◆ **Task**: Your answer must consist solely of the lines from the start of the entries below through the line with "disconnect) abandons the", unchanged.

(Dataset entries)

_____

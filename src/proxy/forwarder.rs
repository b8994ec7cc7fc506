//! Outbound HTTP client with a bounded timeout.
//!
//! # Responsibilities
//! - Issue the outbound request against the fixed upstream target
//! - Buffer the full upstream response
//! - Enforce a single timeout across connect and response receipt
//!
//! # Design Decisions
//! - One budget covers both phases combined, not each independently
//! - Dropping the in-flight future (client disconnect) abandons the
//!   upstream call; the connector's sockets are bounded by the same budget

use std::time::Duration;

use axum::body::{Body, Bytes};
use axum::http::{HeaderMap, Request, StatusCode};
use hyper_util::{
    client::legacy::{connect::HttpConnector, Client},
    rt::TokioExecutor,
};

use crate::proxy::error::ForwardError;

/// A fully buffered upstream response. Owned transiently by the relay for
/// the duration of one request.
#[derive(Debug)]
pub struct UpstreamResponse {
    pub status: StatusCode,
    pub headers: HeaderMap,
    pub body: Bytes,
}

/// HTTP client wrapper enforcing the forwarding timeout.
#[derive(Clone)]
pub struct Forwarder {
    client: Client<HttpConnector, Body>,
    timeout: Duration,
}

impl Forwarder {
    pub fn new(timeout: Duration) -> Self {
        let client = Client::builder(TokioExecutor::new()).build(HttpConnector::new());
        Self { client, timeout }
    }

    /// Send `request` to the upstream. The timeout covers connection
    /// establishment plus receipt of the full response body; expiry is
    /// reported as [`ForwardError::Timeout`].
    pub async fn send(&self, request: Request<Body>) -> Result<UpstreamResponse, ForwardError> {
        match tokio::time::timeout(self.timeout, self.dispatch(request)).await {
            Ok(result) => result,
            Err(_) => Err(ForwardError::Timeout(self.timeout)),
        }
    }

    async fn dispatch(&self, request: Request<Body>) -> Result<UpstreamResponse, ForwardError> {
        let response = self.client.request(request).await?;
        let (parts, body) = response.into_parts();
        let body = axum::body::to_bytes(Body::new(body), usize::MAX)
            .await
            .map_err(ForwardError::Body)?;

        Ok(UpstreamResponse {
            status: parts.status,
            headers: parts.headers,
            body,
        })
    }
}
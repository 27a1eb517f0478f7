//! Compiler error definitions
//!
//! Every error carries a source span and an optional chained cause.
//! Diagnostics render one per line as `<file>:<line>:<col>: <kind>: <message>`,
//! with the cause indented underneath.

use crate::span::Span;
use thiserror::Error;

/// Result type for compiler operations
pub type CompileResult<T> = Result<T, CompileError>;

/// A compiler error: kind, source span, optional chained cause
#[derive(Debug, Clone)]
pub struct CompileError {
    pub kind: ErrorKind,
    pub span: Span,
    pub cause: Option<Box<CompileError>>,
}

impl CompileError {
    pub fn new(kind: ErrorKind, span: Span) -> Self {
        Self { kind, span, cause: None }
    }

    pub fn with_cause(mut self, cause: CompileError) -> Self {
        self.cause = Some(Box::new(cause));
        self
    }

    // ============ Constructors ============

    pub fn lex(message: impl Into<String>, span: Span) -> Self {
        Self::new(ErrorKind::Lex { message: message.into() }, span)
    }

    pub fn parse(label: impl Into<String>, message: impl Into<String>, span: Span) -> Self {
        Self::new(
            ErrorKind::Parse { label: label.into(), message: message.into() },
            span,
        )
    }

    pub fn undeclared(name: impl Into<String>, span: Span) -> Self {
        Self::new(ErrorKind::UndeclaredSymbol { name: name.into() }, span)
    }

    pub fn redeclared(name: impl Into<String>, span: Span) -> Self {
        Self::new(ErrorKind::Redeclared { name: name.into() }, span)
    }

    pub fn type_mismatch(expected: impl Into<String>, found: impl Into<String>, span: Span) -> Self {
        Self::new(
            ErrorKind::TypeMismatch { expected: expected.into(), found: found.into() },
            span,
        )
    }

    pub fn not_assignable(from: impl Into<String>, to: impl Into<String>, span: Span) -> Self {
        Self::new(
            ErrorKind::NotAssignable { from: from.into(), to: to.into() },
            span,
        )
    }

    pub fn cannot_infer(span: Span) -> Self {
        Self::new(ErrorKind::TypeCouldNotBeInferred, span)
    }

    pub fn invalid_annotation(name: impl Into<String>, span: Span) -> Self {
        Self::new(ErrorKind::InvalidAnnotation { name: name.into() }, span)
    }

    pub fn use_after_move(name: impl Into<String>, span: Span) -> Self {
        Self::new(ErrorKind::UseAfterMove { name: name.into() }, span)
    }

    pub fn generic_cycle(name: impl Into<String>, span: Span) -> Self {
        Self::new(ErrorKind::GenericCycle { name: name.into() }, span)
    }

    pub fn preprocess(message: impl Into<String>, trace: Vec<String>, span: Span) -> Self {
        Self::new(
            ErrorKind::Preprocess { message: message.into(), trace },
            span,
        )
    }

    pub fn emit(message: impl Into<String>, span: Span) -> Self {
        Self::new(ErrorKind::Emit { message: message.into() }, span)
    }

    pub fn toolchain(message: impl Into<String>) -> Self {
        Self::new(ErrorKind::Toolchain { message: message.into() }, Span::default())
    }

    /// Render the diagnostic line(s) against the originating source
    pub fn render(&self, filename: &str, source: &str) -> String {
        let pos = self.span.location(source);
        let mut out = format!(
            "{}:{}:{}: {}: {}",
            filename, pos.line, pos.column,
            self.kind.name(),
            self.kind
        );
        if let ErrorKind::Preprocess { trace, .. } = &self.kind {
            for frame in trace {
                out.push_str("\n    in ");
                out.push_str(frame);
            }
        }
        if let Some(cause) = &self.cause {
            let pos = cause.span.location(source);
            out.push_str(&format!(
                "\n    {}:{}:{}: {}: {}",
                filename, pos.line, pos.column,
                cause.kind.name(),
                cause.kind
            ));
        }
        out
    }
}

impl std::fmt::Display for CompileError {
    fn fmt(&self, f: &mut std::fmt::Formatter<'_>) -> std::fmt::Result {
        write!(f, "{}: {}", self.kind.name(), self.kind)
    }
}

impl std::error::Error for CompileError {}

/// The kind of compiler error
#[derive(Error, Debug, Clone)]
pub enum ErrorKind {
    #[error("{message}")]
    Lex { message: String },

    #[error("{message}")]
    Parse { label: String, message: String },

    #[error("undeclared symbol `{name}`")]
    UndeclaredSymbol { name: String },

    #[error("symbol `{name}` was already declared in this scope")]
    Redeclared { name: String },

    #[error("expected type `{expected}`, found `{found}`")]
    TypeMismatch { expected: String, found: String },

    #[error("`{from}` is not assignable to `{to}`")]
    NotAssignable { from: String, to: String },

    #[error("type could not be inferred")]
    TypeCouldNotBeInferred,

    #[error("invalid annotation `{name}`")]
    InvalidAnnotation { name: String },

    #[error("use of moved value `{name}`")]
    UseAfterMove { name: String },

    #[error("circular definition of generic type `{name}`")]
    GenericCycle { name: String },

    #[error("{message}")]
    Preprocess { message: String, trace: Vec<String> },

    #[error("{message}")]
    Emit { message: String },

    #[error("{message}")]
    Toolchain { message: String },
}

impl ErrorKind {
    pub fn name(&self) -> &'static str {
        match self {
            ErrorKind::Lex { .. } => "LexError",
            ErrorKind::Parse { .. } => "ParseError",
            ErrorKind::UndeclaredSymbol { .. } => "UndeclaredSymbol",
            ErrorKind::Redeclared { .. } => "Redeclared",
            ErrorKind::TypeMismatch { .. } => "TypeMismatch",
            ErrorKind::NotAssignable { .. } => "NotAssignable",
            ErrorKind::TypeCouldNotBeInferred => "TypeCouldNotBeInferred",
            ErrorKind::InvalidAnnotation { .. } => "InvalidAnnotation",
            ErrorKind::UseAfterMove { .. } => "UseAfterMove",
            ErrorKind::GenericCycle { .. } => "GenericCycle",
            ErrorKind::Preprocess { .. } => "PreprocessError",
            ErrorKind::Emit { .. } => "EmitError",
            ErrorKind::Toolchain { .. } => "ToolchainError",
        }
    }
}

#[cfg(test)]
mod tests {
    use super::*;

    #[test]
    fn test_render_with_position() {
        let source = "local a\nlocal a\n";
        let err = CompileError::redeclared("a", Span::new(14, 15));
        let rendered = err.render("test.nelua", source);
        assert_eq!(
            rendered,
            "test.nelua:2:7: Redeclared: symbol `a` was already declared in this scope"
        );
    }

    #[test]
    fn test_render_with_cause() {
        let source = "local a: integer = true";
        let err = CompileError::not_assignable("boolean", "integer", Span::new(19, 23))
            .with_cause(CompileError::type_mismatch("integer", "boolean", Span::new(9, 16)));
        let rendered = err.render("t.nelua", source);
        assert!(rendered.starts_with("t.nelua:1:20: NotAssignable:"));
        assert!(rendered.contains("\n    t.nelua:1:10: TypeMismatch:"));
    }
}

_____

◆ **Problem solution**:
filename src/proxy/forwarder.rs
repository b8994ec7cc7fc506
//! Outbound HTTP client with a bounded timeout.
//!
//! # Responsibilities
//! - Issue the outbound request against the fixed upstream target
//! - Buffer the full upstream response
//! - Enforce a single timeout across connect and response receipt
//!
//! # Design Decisions
//! - One budget covers both phases combined, not each independently
//! - Dropping the in-flight future (client disconnect) abandons the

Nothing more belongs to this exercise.